How can I prepare for the latest income tax relief changes for landlords?

If you haven’t already taken steps to better understand and adjust to this new system, it’s important to start now. This will help you to avoid getting into financial trouble as the phasing in process continues.

According to the Government’s guidance, 82% of landlords won’t be affected by these changes, as their total income will be below the higher threshold. So, the first step towards protecting yourself is working out whether you actually have anything to worry about. The Government’s guide to how tax relief for landlords is worked out can help you to calculate how much tax you’ll have to pay during and after these changes (https://www.gov.uk/guidance/changes-to-tax-relief-for-residential-landlo...).
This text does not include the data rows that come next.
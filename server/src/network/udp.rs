//! UDP transport speaking the pipe-delimited text protocol
//!
//! A participant is identified by the source address of its datagrams. Each
//! admitted participant gets a writer task that drains its [`Link`] into the
//! socket; the task ends when the registry drops the link.

use crate::context::{Admission, ServerContext};
use crate::error::TransportError;
use crate::link::{Link, TransportKind};
use crate::network::{dispatch, Flow};
use log::{debug, error, info, warn};
use shared::{text, ClientCommand, ServerEvent};
use std::collections::HashMap;
use std::net::SocketAddr;
use std::sync::Arc;
use std::time::Duration;
use tokio::net::UdpSocket;
use tokio::sync::mpsc;

const MAX_DATAGRAM: usize = 2048;

pub struct UdpTransport {
    socket: Arc<UdpSocket>,
    context: Arc<ServerContext>,
    /// Source address -> admitted participant
    sessions: HashMap<SocketAddr, Admission>,
}

impl UdpTransport {
    pub async fn bind(addr: &str, context: Arc<ServerContext>) -> std::io::Result<Self> {
        let socket = Arc::new(UdpSocket::bind(addr).await?);
        info!("UDP transport listening on {}", socket.local_addr()?);

        Ok(Self {
            socket,
            context,
            sessions: HashMap::new(),
        })
    }

    pub fn local_addr(&self) -> std::io::Result<SocketAddr> {
        self.socket.local_addr()
    }

    /// Receive loop. Runs until the task is dropped.
    pub async fn run(mut self) {
        // One spare byte so an oversized datagram shows up as too long
        // instead of silently truncated
        let mut buffer = [0u8; MAX_DATAGRAM + 1];

        loop {
            match self.socket.recv_from(&mut buffer).await {
                Ok((len, addr)) => self.handle_datagram(&buffer[..len], addr).await,
                Err(e) => {
                    error!("Error receiving datagram: {}", e);
                    tokio::time::sleep(Duration::from_millis(10)).await;
                }
            }
        }
    }

    async fn handle_datagram(&mut self, data: &[u8], addr: SocketAddr) {
        if data.len() > MAX_DATAGRAM {
            warn!(
                "Dropping oversized datagram from {} (more than {} bytes)",
                addr, MAX_DATAGRAM
            );
            return;
        }

        let command = match std::str::from_utf8(data)
            .map_err(|_| shared::DecodeError::InvalidField {
                field: "datagram",
                value: String::from_utf8_lossy(data).into_owned(),
            })
            .and_then(text::decode_command)
        {
            Ok(command) => command,
            Err(e) => {
                warn!("Dropping unparsable datagram from {}: {}", addr, e);
                return;
            }
        };
        debug!("{} -> {:?}", addr, command);

        match command {
            ClientCommand::Connect { card_id } => self.handle_connect(card_id, addr).await,
            command => self.handle_command(command, addr).await,
        }
    }

    async fn handle_connect(&mut self, card_id: String, addr: SocketAddr) {
        self.prune_departed().await;

        // A CONNECT from an endpoint that already holds a participant is a
        // reconnect: the old participant is dropped first.
        if let Some(existing) = self.sessions.remove(&addr) {
            info!(
                "Removing existing Player {} from {} before reconnect",
                existing.participant_id, addr
            );
            self.context.disconnect(existing.participant_id).await;
        }

        let (link, inbox) = Link::channel(TransportKind::Udp);
        match self.context.admit(&card_id, link).await {
            Ok(admission) => {
                spawn_writer(Arc::clone(&self.socket), addr, inbox);
                self.sessions.insert(addr, admission);
            }
            Err(e) => {
                warn!("Connection refused from {} (Card {}): {}", addr, card_id, e);
                if let Err(e) = send_event(&self.socket, &e.to_event(), addr).await {
                    error!("Failed to send rejection to {}: {}", addr, e);
                }
            }
        }
    }

    async fn handle_command(&mut self, command: ClientCommand, addr: SocketAddr) {
        self.prune_departed().await;

        let Some(session) = self.sessions.get(&addr).cloned() else {
            debug!("{:?} from unconnected endpoint {}", command, addr);
            let reply = ServerEvent::error(crate::error::CommandError::NotConnected.to_string());
            if let Err(e) = send_event(&self.socket, &reply, addr).await {
                error!("Failed to send to {}: {}", addr, e);
            }
            return;
        };

        if dispatch(&self.context, &session, command).await == Flow::Close {
            self.sessions.remove(&addr);
        }
    }

    /// Forgets endpoints whose participants were evicted meanwhile.
    async fn prune_departed(&mut self) {
        let connected = self.context.connected_ids().await;
        self.sessions
            .retain(|_, session| connected.contains(&session.participant_id));
    }
}

fn spawn_writer(socket: Arc<UdpSocket>, addr: SocketAddr, mut inbox: mpsc::UnboundedReceiver<ServerEvent>) {
    tokio::spawn(async move {
        while let Some(event) = inbox.recv().await {
            if let Err(e) = send_event(&socket, &event, addr).await {
                error!("Failed to send to {}: {}", addr, e);
            }
        }
        debug!("Writer for {} finished", addr);
    });
}

async fn send_event(socket: &UdpSocket, event: &ServerEvent, addr: SocketAddr) -> Result<(), TransportError> {
    let data = text::encode_event(event);
    socket.send_to(data.as_bytes(), addr).await?;
    Ok(())
}

#[cfg(test)]
mod tests {
    use super::*;
    use crate::liveness::LivenessPolicy;
    use shared::Slot;
    use tokio::time::timeout;

    async fn start() -> (SocketAddr, Arc<ServerContext>) {
        let context = Arc::new(ServerContext::new(LivenessPolicy::default()));
        let transport = UdpTransport::bind("127.0.0.1:0", Arc::clone(&context))
            .await
            .unwrap();
        let addr = transport.local_addr().unwrap();
        tokio::spawn(transport.run());
        (addr, context)
    }

    async fn client(server: SocketAddr) -> UdpSocket {
        let socket = UdpSocket::bind("127.0.0.1:0").await.unwrap();
        socket.connect(server).await.unwrap();
        socket
    }

    async fn recv(socket: &UdpSocket) -> ServerEvent {
        let mut buf = [0u8; MAX_DATAGRAM];
        let len = timeout(Duration::from_secs(2), socket.recv(&mut buf))
            .await
            .expect("timed out waiting for server")
            .unwrap();
        text::decode_event(std::str::from_utf8(&buf[..len]).unwrap()).unwrap()
    }

    #[tokio::test]
    async fn test_connect_over_udp() {
        let (server, _context) = start().await;
        let a = client(server).await;

        a.send(b"CONNECT|CARD_A").await.unwrap();

        assert_eq!(recv(&a).await, ServerEvent::connected(1, "CARD_A", Slot::A1));
        assert!(matches!(
            recv(&a).await,
            ServerEvent::GameState { player_count: 1, .. }
        ));
    }

    #[tokio::test]
    async fn test_unconnected_endpoint_gets_error() {
        let (server, _context) = start().await;
        let a = client(server).await;

        a.send(b"ATTACK").await.unwrap();

        assert_eq!(
            recv(&a).await,
            ServerEvent::error("Not connected. Send CONNECT first.")
        );
    }

    #[tokio::test]
    async fn test_garbage_is_dropped_silently() {
        let (server, context) = start().await;
        let a = client(server).await;

        a.send(b"\xff\xfe").await.unwrap();
        a.send(b"HELLO|there").await.unwrap();
        a.send(b"CONNECT|CARD_A").await.unwrap();

        // The first reply belongs to the CONNECT, not to the garbage
        assert!(matches!(recv(&a).await, ServerEvent::Connected { .. }));
        assert_eq!(context.len().await, 1);
    }

    #[tokio::test]
    async fn test_oversized_datagram_is_dropped_not_truncated() {
        let (server, context) = start().await;
        let a = client(server).await;

        let oversized = format!("CONNECT|{}", "X".repeat(3000));
        a.send(oversized.as_bytes()).await.unwrap();
        a.send(b"CONNECT|CARD_A").await.unwrap();

        assert_eq!(recv(&a).await, ServerEvent::connected(1, "CARD_A", Slot::A1));
        let snapshot = context.snapshot().await;
        assert_eq!(snapshot.len(), 1);
        assert_eq!(snapshot.participants()[0].card_id, "CARD_A");
    }

    #[tokio::test]
    async fn test_third_connect_gets_full() {
        let (server, _context) = start().await;
        let a = client(server).await;
        let b = client(server).await;
        let c = client(server).await;

        a.send(b"CONNECT|CARD_A").await.unwrap();
        recv(&a).await;
        b.send(b"CONNECT|CARD_B").await.unwrap();
        recv(&b).await;
        c.send(b"CONNECT|CARD_C").await.unwrap();

        assert_eq!(
            recv(&c).await,
            ServerEvent::Full {
                message: "Server is full (2/2 players)".to_string()
            }
        );
    }

    #[tokio::test]
    async fn test_reconnect_from_same_endpoint_replaces_participant() {
        let (server, context) = start().await;
        let a = client(server).await;

        a.send(b"CONNECT|CARD_A").await.unwrap();
        assert!(matches!(recv(&a).await, ServerEvent::Connected { participant_id: 1, .. }));
        recv(&a).await;

        a.send(b"CONNECT|CARD_A").await.unwrap();
        assert_eq!(recv(&a).await, ServerEvent::connected(2, "CARD_A", Slot::A2));
        assert_eq!(context.len().await, 1);
    }

    #[tokio::test]
    async fn test_disconnect_removes_participant() {
        let (server, context) = start().await;
        let a = client(server).await;

        a.send(b"CONNECT|CARD_A").await.unwrap();
        recv(&a).await;
        a.send(b"DISCONNECT").await.unwrap();

        timeout(Duration::from_secs(2), async {
            while !context.is_empty().await {
                tokio::time::sleep(Duration::from_millis(5)).await;
            }
        })
        .await
        .expect("participant was not removed");
    }
}
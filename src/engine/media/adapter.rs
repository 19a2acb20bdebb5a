//! One lifecycle contract over the two video decode pipelines.
//!
//! A surface's texture is either fed directly from the decoder (GPU-side
//! frame copies) or sampled through an off-screen canvas when the host
//! cannot decode the needed codec or alpha channel directly. The variant is
//! chosen once at surface setup; per-frame code only calls the trait.

use bevy::prelude::*;

/// Playback lifecycle of one media source.
#[derive(Debug, Clone, Copy, PartialEq, Eq)]
pub enum MediaState {
    Idle,
    Playing,
    Disposed,
}

/// Non-fatal, per-surface playback failure. The surface stays paused and
/// the rest of the scene is unaffected.
#[derive(Debug, Clone, PartialEq)]
pub struct MediaPlaybackError(pub String);

impl std::fmt::Display for MediaPlaybackError {
    fn fmt(&self, f: &mut std::fmt::Formatter<'_>) -> std::fmt::Result {
        write!(f, "media playback failed: {}", self.0)
    }
}

impl std::error::Error for MediaPlaybackError {}

/// Capability interface shared by both decode pipelines.
pub trait MediaTexture: Send + Sync {
    /// Whether decoded frames reach the texture without manual sampling.
    fn supports_direct_texture(&self) -> bool;

    fn state(&self) -> MediaState;

    /// Muted sources may start playing before the audio context unlocks.
    fn is_muted(&self) -> bool;

    /// Shared read-only rendering texture.
    fn texture(&self) -> &Handle<Image>;

    /// Source handle for the render-world frame copier. Only the direct
    /// variant exposes one; sampled textures are filled CPU-side.
    fn direct_copy_source(&self) -> Option<super::registry::MediaSourceId> {
        None
    }

    /// True once the source has decoded enough to present a frame.
    fn is_ready(&self) -> bool;

    /// True if the underlying source hit a decode or network error.
    fn has_failed(&self) -> bool;

    /// Request playback. A no-op after `dispose()`.
    fn play(&mut self) -> Result<(), MediaPlaybackError>;

    /// Request pause. A no-op after `dispose()`.
    fn pause(&mut self);

    /// Per-tick upkeep. The sampled variant copies the current frame here;
    /// the direct variant only keeps the texture extent in sync with the
    /// source. Runs every tick regardless of play/pause so a just-resumed
    /// source is live without a one-frame lag.
    fn update(&mut self, images: &mut Assets<Image>);

    /// Idempotent teardown: halts sampling, releases the decode resource
    /// and the texture. Later `play()`/`pause()` calls are no-ops.
    fn dispose(&mut self, images: &mut Assets<Image>);
}

/// Component owning a surface's adapter. The surface that created the
/// adapter is its sole owner; everything else sees only the texture handle.
#[derive(Component)]
pub struct MediaSurface {
    pub adapter: Box<dyn MediaTexture>,
}

/// State transitions shared by both variants. Keeps the Idle/Playing/
/// Disposed rules in one place so the variants only wire in their source
/// side effects when a transition actually fires.
#[derive(Debug, Clone, Copy)]
pub(crate) struct PlaybackLifecycle {
    state: MediaState,
}

impl PlaybackLifecycle {
    pub(crate) fn new() -> Self {
        Self {
            state: MediaState::Idle,
        }
    }

    pub(crate) fn state(&self) -> MediaState {
        self.state
    }

    /// Idle -> Playing. Returns whether the transition fired.
    pub(crate) fn request_play(&mut self) -> bool {
        if self.state == MediaState::Idle {
            self.state = MediaState::Playing;
            true
        } else {
            false
        }
    }

    /// Playing -> Idle. Returns whether the transition fired.
    pub(crate) fn request_pause(&mut self) -> bool {
        if self.state == MediaState::Playing {
            self.state = MediaState::Idle;
            true
        } else {
            false
        }
    }

    /// Any -> Disposed. Returns true only on the first call.
    pub(crate) fn dispose(&mut self) -> bool {
        if self.state == MediaState::Disposed {
            false
        } else {
            self.state = MediaState::Disposed;
            true
        }
    }
}

#[cfg(test)]
mod tests {
    use super::*;

    #[test]
    fn play_and_pause_toggle_between_idle_and_playing() {
        let mut lifecycle = PlaybackLifecycle::new();
        assert_eq!(lifecycle.state(), MediaState::Idle);

        assert!(lifecycle.request_play());
        assert_eq!(lifecycle.state(), MediaState::Playing);
        // Redundant play does not fire the source side effect again.
        assert!(!lifecycle.request_play());

        assert!(lifecycle.request_pause());
        assert_eq!(lifecycle.state(), MediaState::Idle);
        assert!(!lifecycle.request_pause());
    }

    #[test]
    fn dispose_is_idempotent() {
        let mut lifecycle = PlaybackLifecycle::new();
        lifecycle.request_play();

        assert!(lifecycle.dispose());
        assert_eq!(lifecycle.state(), MediaState::Disposed);
        assert!(!lifecycle.dispose());
        assert!(!lifecycle.dispose());
    }

    #[test]
    fn playback_requests_after_dispose_are_no_ops() {
        let mut lifecycle = PlaybackLifecycle::new();
        lifecycle.dispose();

        assert!(!lifecycle.request_play());
        assert!(!lifecycle.request_pause());
        assert_eq!(lifecycle.state(), MediaState::Disposed);
    }
}
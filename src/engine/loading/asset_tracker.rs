//! Per-frame readiness polling for the registered asset set.
//!
//! Translates collaborator state (scene spawner, media elements, ambient
//! audio) into load events for the readiness machine. Failed assets are
//! never retried here; failure is forwarded once and becomes fatal.

use bevy::asset::LoadState;
use bevy::prelude::*;
use bevy::scene::SceneInstance;

use crate::engine::assets::scene_manifest::GalleryManifest;
use crate::engine::audio;
use crate::engine::core::app_state::ReadinessEffectEvent;
use crate::engine::core::readiness::{LoadEvent, ReadinessMachine};
use crate::engine::media::adapter::MediaSurface;
use crate::interaction::hover::InteractiveSurface;

use super::manifest_loader::ManifestLoader;
use super::progress::LoadableAssetSet;
use super::{AMBIENT_ASSET_ID, SCENERY_ASSET_ID, SceneModelHandle};

pub fn poll_asset_readiness(
    loader: Res<ManifestLoader>,
    manifest: Option<Res<GalleryManifest>>,
    mut asset_set: ResMut<LoadableAssetSet>,
    mut machine: ResMut<ReadinessMachine>,
    mut effects: EventWriter<ReadinessEffectEvent>,
    model: Res<SceneModelHandle>,
    asset_server: Res<AssetServer>,
    scene_spawner: Res<SceneSpawner>,
    scene_instances: Query<&SceneInstance>,
    surfaces: Query<(&InteractiveSurface, &MediaSurface)>,
) {
    if !loader.ingested() {
        return;
    }
    let Some(manifest) = manifest else {
        return;
    };

    let mut progressed = false;
    let mut failures: Vec<String> = Vec::new();

    if let Some(scene) = &model.scene {
        if !asset_set.is_loaded(SCENERY_ASSET_ID) {
            if matches!(
                asset_server.get_load_state(scene),
                Some(LoadState::Failed(_))
            ) {
                if asset_set.mark_failed(SCENERY_ASSET_ID) {
                    failures.push(SCENERY_ASSET_ID.to_string());
                }
            } else {
                let spawned = scene_instances
                    .iter()
                    .any(|instance| scene_spawner.instance_is_ready(**instance));
                if spawned {
                    progressed |= asset_set.mark_loaded(SCENERY_ASSET_ID);
                }
            }
        }
    }

    for (surface, media) in &surfaces {
        if media.adapter.has_failed() {
            if asset_set.mark_failed(&surface.name) {
                failures.push(surface.name.clone());
            }
        } else if media.adapter.is_ready() {
            progressed |= asset_set.mark_loaded(&surface.name);
        }
    }

    if manifest.ambient_audio.is_some() && !asset_set.is_loaded(AMBIENT_ASSET_ID) {
        if audio::ambient_failed() {
            if asset_set.mark_failed(AMBIENT_ASSET_ID) {
                failures.push(AMBIENT_ASSET_ID.to_string());
            }
        } else if audio::ambient_ready() {
            progressed |= asset_set.mark_loaded(AMBIENT_ASSET_ID);
        }
    }

    for id in failures {
        error!("asset '{id}' failed to load");
        emit(&mut machine, &mut effects, &LoadEvent::Failed { id });
    }

    if progressed {
        emit(
            &mut machine,
            &mut effects,
            &LoadEvent::Progressed {
                loaded: asset_set.loaded_count(),
                total: asset_set.total(),
            },
        );
    }

    if asset_set.take_completion() {
        info!("asset set complete; awaiting unlock gesture");
        emit(&mut machine, &mut effects, &LoadEvent::Completed);
    }
}

fn emit(
    machine: &mut ReadinessMachine,
    effects: &mut EventWriter<ReadinessEffectEvent>,
    event: &LoadEvent,
) {
    for effect in machine.on_load_event(event) {
        effects.write(ReadinessEffectEvent(effect));
    }
}
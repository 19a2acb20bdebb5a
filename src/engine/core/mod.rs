//! Application lifecycle: readiness sequencing, app states, and setup.

/// App construction and schedule wiring.
pub mod app_setup;
/// App states, control events, and the readiness-effect shell.
pub mod app_state;
/// The pure event-sourced readiness machine.
pub mod readiness;
/// Window and plugin-group configuration.
pub mod window_config;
If you find that you are going to be affected, and the amount of tax you pay is going to rise significantly, it’s likely you’ll want to find a way to protect your income. One way of doing this is to transfer ownership of your rental property over to a limited company, so you’re only liable for corporation tax and not income tax. Another option is to transfer ownership to someone who will be in a lower tax bracket, as the costs are likely to be much lower.

It’s important that all landlords educate themselves about the changes to buy-to-let income tax relief. While most won’t be affected, those who are could see their costs rise dramatically. So, it’s well worth looking into whether you’re going to have to start paying a lot more income tax, and whether there are steps you can take to protect your earnings.